Updated: Sep 21, 2015
 

Medical Therapy

Burns and caustic injuries

Initial management of facial burns involves stabilization of the patient and management of the more life-threatening injuries that can occur from electrocution (eg, cardiac conduction problems, rhabdomyolysis, renal failure).

In patients with flame burns or caustic ingestion, consider the indication of endoscopy to evaluate the aerodigestive tract. However, since product safety laws have limited the pH extremes of household products, laryngeal and gastroesophageal injuries from caustic ingestion have become rare. Expectant management is now common, with clinical assessment dictating acute management and endoscopy reserved for patients who exhibit drooling; dysphagia; stridor; pain in the neck, chest, or abdomen; or other signs and symptoms suggestive of extensive damage.

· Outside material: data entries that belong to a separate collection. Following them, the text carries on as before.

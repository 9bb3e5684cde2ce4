//! Tokenizer for the expression language.

use super::SyntaxError;

#[derive(Debug, Clone, PartialEq)]
pub enum Token {
    Number(f64),
    Str(String),
    /// Bare or backtick-quoted name.
    Ident(String),
    /// `$name`, or `$` alone (empty string) for the root binding.
    Variable(String),
    True,
    False,
    Null,
    And,
    Or,
    Not,
    In,
    Function,
    Dot,
    Comma,
    Colon,
    Question,
    LParen,
    RParen,
    LBracket,
    RBracket,
    LBrace,
    RBrace,
    Plus,
    Minus,
    Star,
    Slash,
    Percent,
    Amp,
    Eq,
    NotEq,
    Lt,
    LtEq,
    Gt,
    GtEq,
}

/// A token with the byte offset it started at.
#[derive(Debug, Clone, PartialEq)]
pub struct Spanned {
    pub token: Token,
    pub pos: usize,
}

pub fn tokenize(src: &str) -> Result<Vec<Spanned>, SyntaxError> {
    let chars: Vec<(usize, char)> = src.char_indices().collect();
    let mut tokens = Vec::new();
    let mut i = 0;

    while i < chars.len() {
        let (pos, c) = chars[i];

        if c.is_whitespace() {
            i += 1;
            continue;
        }

        let two = chars.get(i + 1).map(|&(_, n)| n);
        let simple = match c {
            '.' => Some(Token::Dot),
            ',' => Some(Token::Comma),
            ':' => Some(Token::Colon),
            '?' => Some(Token::Question),
            '(' => Some(Token::LParen),
            ')' => Some(Token::RParen),
            '[' => Some(Token::LBracket),
            ']' => Some(Token::RBracket),
            '{' => Some(Token::LBrace),
            '}' => Some(Token::RBrace),
            '+' => Some(Token::Plus),
            '-' => Some(Token::Minus),
            '*' => Some(Token::Star),
            '/' => Some(Token::Slash),
            '%' => Some(Token::Percent),
            '&' if two == Some('&') => {
                i += 1;
                Some(Token::And)
            }
            '&' => Some(Token::Amp),
            '|' if two == Some('|') => {
                i += 1;
                Some(Token::Or)
            }
            '=' => {
                if two == Some('=') {
                    i += 1;
                }
                Some(Token::Eq)
            }
            '!' if two == Some('=') => {
                i += 1;
                Some(Token::NotEq)
            }
            '<' if two == Some('=') => {
                i += 1;
                Some(Token::LtEq)
            }
            '<' => Some(Token::Lt),
            '>' if two == Some('=') => {
                i += 1;
                Some(Token::GtEq)
            }
            '>' => Some(Token::Gt),
            _ => None,
        };
        if let Some(token) = simple {
            tokens.push(Spanned { token, pos });
            i += 1;
            continue;
        }

        if c == '"' || c == '\'' {
            let (s, next) = read_string(&chars, i, c)?;
            tokens.push(Spanned {
                token: Token::Str(s),
                pos,
            });
            i = next;
            continue;
        }

        if c == '`' {
            let mut name = String::new();
            let mut j = i + 1;
            loop {
                match chars.get(j) {
                    Some(&(_, '`')) => break,
                    Some(&(_, ch)) => name.push(ch),
                    None => return Err(SyntaxError::new(pos, "unterminated quoted name")),
                }
                j += 1;
            }
            tokens.push(Spanned {
                token: Token::Ident(name),
                pos,
            });
            i = j + 1;
            continue;
        }

        if c.is_ascii_digit() {
            let mut j = i;
            while j < chars.len() && chars[j].1.is_ascii_digit() {
                j += 1;
            }
            if j + 1 < chars.len() && chars[j].1 == '.' && chars[j + 1].1.is_ascii_digit() {
                j += 1;
                while j < chars.len() && chars[j].1.is_ascii_digit() {
                    j += 1;
                }
            }
            if j < chars.len() && matches!(chars[j].1, 'e' | 'E') {
                let mut k = j + 1;
                if k < chars.len() && matches!(chars[k].1, '+' | '-') {
                    k += 1;
                }
                if k < chars.len() && chars[k].1.is_ascii_digit() {
                    while k < chars.len() && chars[k].1.is_ascii_digit() {
                        k += 1;
                    }
                    j = k;
                }
            }
            let end = chars.get(j).map(|&(p, _)| p).unwrap_or(src.len());
            let text = &src[pos..end];
            let n: f64 = text
                .parse()
                .map_err(|_| SyntaxError::new(pos, format!("invalid number '{text}'")))?;
            tokens.push(Spanned {
                token: Token::Number(n),
                pos,
            });
            i = j;
            continue;
        }

        if c == '$' {
            let mut j = i + 1;
            while j < chars.len() && is_name_char(chars[j].1) {
                j += 1;
            }
            let end = chars.get(j).map(|&(p, _)| p).unwrap_or(src.len());
            tokens.push(Spanned {
                token: Token::Variable(src[pos + 1..end].to_string()),
                pos,
            });
            i = j;
            continue;
        }

        if is_name_start(c) {
            let mut j = i;
            while j < chars.len() && is_name_char(chars[j].1) {
                j += 1;
            }
            let end = chars.get(j).map(|&(p, _)| p).unwrap_or(src.len());
            let word = &src[pos..end];
            let token = match word {
                "true" => Token::True,
                "false" => Token::False,
                "null" => Token::Null,
                "and" => Token::And,
                "or" => Token::Or,
                "not" => Token::Not,
                "in" => Token::In,
                "function" => Token::Function,
                _ => Token::Ident(word.to_string()),
            };
            tokens.push(Spanned { token, pos });
            i = j;
            continue;
        }

        return Err(SyntaxError::new(pos, format!("unexpected character '{c}'")));
    }

    Ok(tokens)
}

fn is_name_start(c: char) -> bool {
    c.is_alphabetic() || c == '_'
}

fn is_name_char(c: char) -> bool {
    c.is_alphanumeric() || c == '_'
}

fn read_string(
    chars: &[(usize, char)],
    start: usize,
    quote: char,
) -> Result<(String, usize), SyntaxError> {
    let mut out = String::new();
    let mut j = start + 1;
    loop {
        let Some(&(pos, ch)) = chars.get(j) else {
            return Err(SyntaxError::new(chars[start].0, "unterminated string literal"));
        };
        if ch == quote {
            return Ok((out, j + 1));
        }
        if ch == '\\' {
            let Some(&(_, esc)) = chars.get(j + 1) else {
                return Err(SyntaxError::new(pos, "unterminated escape sequence"));
            };
            match esc {
                'n' => out.push('\n'),
                't' => out.push('\t'),
                'r' => out.push('\r'),
                '\\' => out.push('\\'),
                '"' => out.push('"'),
                '\'' => out.push('\''),
                '`' => out.push('`'),
                'u' => {
                    let hex: String = chars
                        .iter()
                        .skip(j + 2)
                        .take(4)
                        .map(|&(_, h)| h)
                        .collect();
                    let decoded = u32::from_str_radix(&hex, 16)
                        .ok()
                        .filter(|_| hex.len() == 4)
                        .and_then(char::from_u32)
                        .ok_or_else(|| SyntaxError::new(pos, "invalid unicode escape"))?;
                    out.push(decoded);
                    j += 4;
                }
                other => {
                    return Err(SyntaxError::new(pos, format!("unknown escape '\\{other}'")));
                }
            }
            j += 2;
            continue;
        }
        out.push(ch);
        j += 1;
    }
}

Facial burns can be dressed with an antibiotic ointment such as bacitracin zinc. If damage extends intraorally, penicillin or another appropriate antibiotic can be administered to cover superinfection by oral flora. Early debridement of electrical burns is not generally advised, since damage and necrosis of the underlying muscle and soft tissues may extend beyond what is visible.

Important to note is that physicians should counsel patients and family members that bleeding from the superficial labial artery may occur after 5-7 days, with sloughing of the eschar. Patients with bleeding can also use a simple pinching maneuver of the thumb and finger until they can be seen by the physician.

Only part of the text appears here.